* Action item *
Lines from the line with "value, in percent." to the line with "pub fn population_std_dev(values: &[f64])" in the entries below, and only those, must be output exactly, with both ends included.

* Task inputs *
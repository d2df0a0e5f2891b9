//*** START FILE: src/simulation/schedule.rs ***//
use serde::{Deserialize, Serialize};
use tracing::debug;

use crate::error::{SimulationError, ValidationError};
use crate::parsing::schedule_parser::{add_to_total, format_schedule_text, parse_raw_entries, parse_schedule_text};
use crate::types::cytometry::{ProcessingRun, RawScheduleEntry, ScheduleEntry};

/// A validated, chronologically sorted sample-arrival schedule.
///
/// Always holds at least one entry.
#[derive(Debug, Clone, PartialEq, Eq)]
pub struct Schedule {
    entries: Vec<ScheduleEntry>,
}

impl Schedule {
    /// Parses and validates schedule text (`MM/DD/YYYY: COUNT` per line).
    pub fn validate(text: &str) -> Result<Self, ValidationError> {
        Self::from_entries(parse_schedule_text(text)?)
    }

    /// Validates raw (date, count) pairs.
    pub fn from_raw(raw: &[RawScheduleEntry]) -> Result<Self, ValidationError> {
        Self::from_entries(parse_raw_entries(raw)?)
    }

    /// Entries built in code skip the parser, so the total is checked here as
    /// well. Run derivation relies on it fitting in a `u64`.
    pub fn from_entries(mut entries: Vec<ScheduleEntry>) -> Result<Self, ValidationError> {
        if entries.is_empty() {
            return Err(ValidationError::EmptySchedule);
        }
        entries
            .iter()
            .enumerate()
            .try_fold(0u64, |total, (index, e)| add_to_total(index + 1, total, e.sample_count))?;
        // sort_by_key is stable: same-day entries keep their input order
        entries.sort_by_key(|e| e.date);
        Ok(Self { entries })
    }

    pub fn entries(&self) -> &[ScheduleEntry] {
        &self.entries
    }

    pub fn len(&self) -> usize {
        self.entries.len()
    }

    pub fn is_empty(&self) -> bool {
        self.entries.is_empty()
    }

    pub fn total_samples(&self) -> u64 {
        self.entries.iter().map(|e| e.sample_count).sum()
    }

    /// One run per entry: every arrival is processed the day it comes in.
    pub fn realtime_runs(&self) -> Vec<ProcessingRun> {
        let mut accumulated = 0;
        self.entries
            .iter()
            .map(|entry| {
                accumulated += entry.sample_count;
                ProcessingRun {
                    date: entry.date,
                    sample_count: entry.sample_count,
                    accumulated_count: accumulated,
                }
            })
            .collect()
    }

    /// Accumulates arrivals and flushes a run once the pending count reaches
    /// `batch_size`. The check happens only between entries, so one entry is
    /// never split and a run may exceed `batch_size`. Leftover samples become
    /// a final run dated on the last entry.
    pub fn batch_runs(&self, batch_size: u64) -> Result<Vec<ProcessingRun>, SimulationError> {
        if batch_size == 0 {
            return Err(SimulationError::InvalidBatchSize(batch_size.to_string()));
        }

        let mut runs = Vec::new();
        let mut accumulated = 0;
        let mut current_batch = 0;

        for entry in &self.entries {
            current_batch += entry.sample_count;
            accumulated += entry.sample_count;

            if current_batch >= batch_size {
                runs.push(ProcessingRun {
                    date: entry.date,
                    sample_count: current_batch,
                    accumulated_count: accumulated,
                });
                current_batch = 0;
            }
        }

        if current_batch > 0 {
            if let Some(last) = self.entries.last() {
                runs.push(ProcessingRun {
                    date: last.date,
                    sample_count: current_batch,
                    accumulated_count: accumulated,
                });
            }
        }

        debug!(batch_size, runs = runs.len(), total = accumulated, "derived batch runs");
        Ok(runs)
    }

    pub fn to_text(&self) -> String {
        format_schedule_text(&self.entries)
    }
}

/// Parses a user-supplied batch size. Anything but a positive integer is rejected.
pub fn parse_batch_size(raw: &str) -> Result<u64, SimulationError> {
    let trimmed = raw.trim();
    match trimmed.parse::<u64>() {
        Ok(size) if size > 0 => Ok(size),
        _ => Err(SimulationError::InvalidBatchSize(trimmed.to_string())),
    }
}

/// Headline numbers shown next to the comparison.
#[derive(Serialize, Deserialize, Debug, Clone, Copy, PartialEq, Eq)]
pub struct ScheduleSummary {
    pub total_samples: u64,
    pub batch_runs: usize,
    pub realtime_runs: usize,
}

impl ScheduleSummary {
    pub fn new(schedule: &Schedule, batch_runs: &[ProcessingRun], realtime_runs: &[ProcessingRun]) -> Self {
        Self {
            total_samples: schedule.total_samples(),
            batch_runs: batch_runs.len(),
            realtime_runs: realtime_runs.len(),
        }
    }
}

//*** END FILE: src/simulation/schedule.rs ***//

* * *

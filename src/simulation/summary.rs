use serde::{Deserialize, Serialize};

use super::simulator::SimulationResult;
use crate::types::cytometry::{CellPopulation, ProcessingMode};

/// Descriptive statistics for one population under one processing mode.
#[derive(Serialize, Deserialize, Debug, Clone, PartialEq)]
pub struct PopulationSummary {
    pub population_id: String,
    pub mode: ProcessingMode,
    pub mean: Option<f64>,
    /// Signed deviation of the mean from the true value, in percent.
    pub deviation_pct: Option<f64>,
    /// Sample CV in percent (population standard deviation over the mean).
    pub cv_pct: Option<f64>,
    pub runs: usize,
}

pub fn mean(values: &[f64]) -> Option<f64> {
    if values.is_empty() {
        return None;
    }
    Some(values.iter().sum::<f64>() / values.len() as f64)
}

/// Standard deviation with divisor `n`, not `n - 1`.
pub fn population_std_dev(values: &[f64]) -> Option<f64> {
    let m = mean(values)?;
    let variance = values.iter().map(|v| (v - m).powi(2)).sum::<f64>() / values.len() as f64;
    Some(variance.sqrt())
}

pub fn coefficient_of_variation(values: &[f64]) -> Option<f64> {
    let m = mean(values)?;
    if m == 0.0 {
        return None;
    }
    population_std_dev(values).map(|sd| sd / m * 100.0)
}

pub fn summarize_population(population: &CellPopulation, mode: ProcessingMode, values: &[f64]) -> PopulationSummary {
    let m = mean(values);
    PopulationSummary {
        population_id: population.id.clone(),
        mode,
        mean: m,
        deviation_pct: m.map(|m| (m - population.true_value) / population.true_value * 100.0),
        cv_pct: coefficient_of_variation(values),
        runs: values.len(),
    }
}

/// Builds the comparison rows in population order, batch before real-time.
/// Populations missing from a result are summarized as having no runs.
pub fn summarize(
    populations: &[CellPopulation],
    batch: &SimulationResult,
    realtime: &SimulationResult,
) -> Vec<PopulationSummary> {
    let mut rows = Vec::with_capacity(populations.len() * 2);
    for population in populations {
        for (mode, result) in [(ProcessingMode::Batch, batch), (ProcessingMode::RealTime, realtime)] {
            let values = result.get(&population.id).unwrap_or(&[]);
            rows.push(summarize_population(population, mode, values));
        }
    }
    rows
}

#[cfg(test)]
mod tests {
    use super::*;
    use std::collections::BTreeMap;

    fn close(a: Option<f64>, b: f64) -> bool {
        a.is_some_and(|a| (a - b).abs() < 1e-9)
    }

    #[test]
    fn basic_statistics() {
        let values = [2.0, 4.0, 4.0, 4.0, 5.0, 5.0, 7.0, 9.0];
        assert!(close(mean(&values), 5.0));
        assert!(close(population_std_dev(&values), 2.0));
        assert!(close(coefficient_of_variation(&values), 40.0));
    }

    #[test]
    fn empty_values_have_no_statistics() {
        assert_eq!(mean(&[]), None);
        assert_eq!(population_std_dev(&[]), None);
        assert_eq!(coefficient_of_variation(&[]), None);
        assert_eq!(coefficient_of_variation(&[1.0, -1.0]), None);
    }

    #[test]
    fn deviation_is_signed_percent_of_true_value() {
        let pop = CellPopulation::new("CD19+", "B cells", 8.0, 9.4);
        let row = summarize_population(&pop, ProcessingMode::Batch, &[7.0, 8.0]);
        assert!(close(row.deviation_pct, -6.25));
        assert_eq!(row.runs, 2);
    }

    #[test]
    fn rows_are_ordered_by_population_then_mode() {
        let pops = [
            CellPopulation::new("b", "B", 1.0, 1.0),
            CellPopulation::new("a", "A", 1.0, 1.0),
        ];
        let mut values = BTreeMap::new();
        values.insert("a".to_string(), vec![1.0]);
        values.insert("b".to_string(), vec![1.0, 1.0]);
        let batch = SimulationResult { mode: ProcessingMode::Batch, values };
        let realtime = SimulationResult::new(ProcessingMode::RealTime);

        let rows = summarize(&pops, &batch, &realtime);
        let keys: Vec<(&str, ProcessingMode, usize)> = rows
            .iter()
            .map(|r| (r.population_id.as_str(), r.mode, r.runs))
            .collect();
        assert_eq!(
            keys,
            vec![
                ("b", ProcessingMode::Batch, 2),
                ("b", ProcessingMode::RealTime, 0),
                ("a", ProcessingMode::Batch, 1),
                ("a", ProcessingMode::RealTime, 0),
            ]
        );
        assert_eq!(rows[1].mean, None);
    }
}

* Expected answer *
    /// Signed deviation of the mean from the true value, in percent.
    pub deviation_pct: Option<f64>,
    /// Sample CV in percent (population standard deviation over the mean).
    pub cv_pct: Option<f64>,
    pub runs: usize,
}

pub fn mean(values: &[f64]) -> Option<f64> {
    if values.is_empty() {
        return None;
    }
    Some(values.iter().sum::<f64>() / values.len() as f64)
}

/// Standard deviation with divisor `n`, not `n - 1`.
pub fn population_std_dev(values: &[f64]) -> Option<f64> {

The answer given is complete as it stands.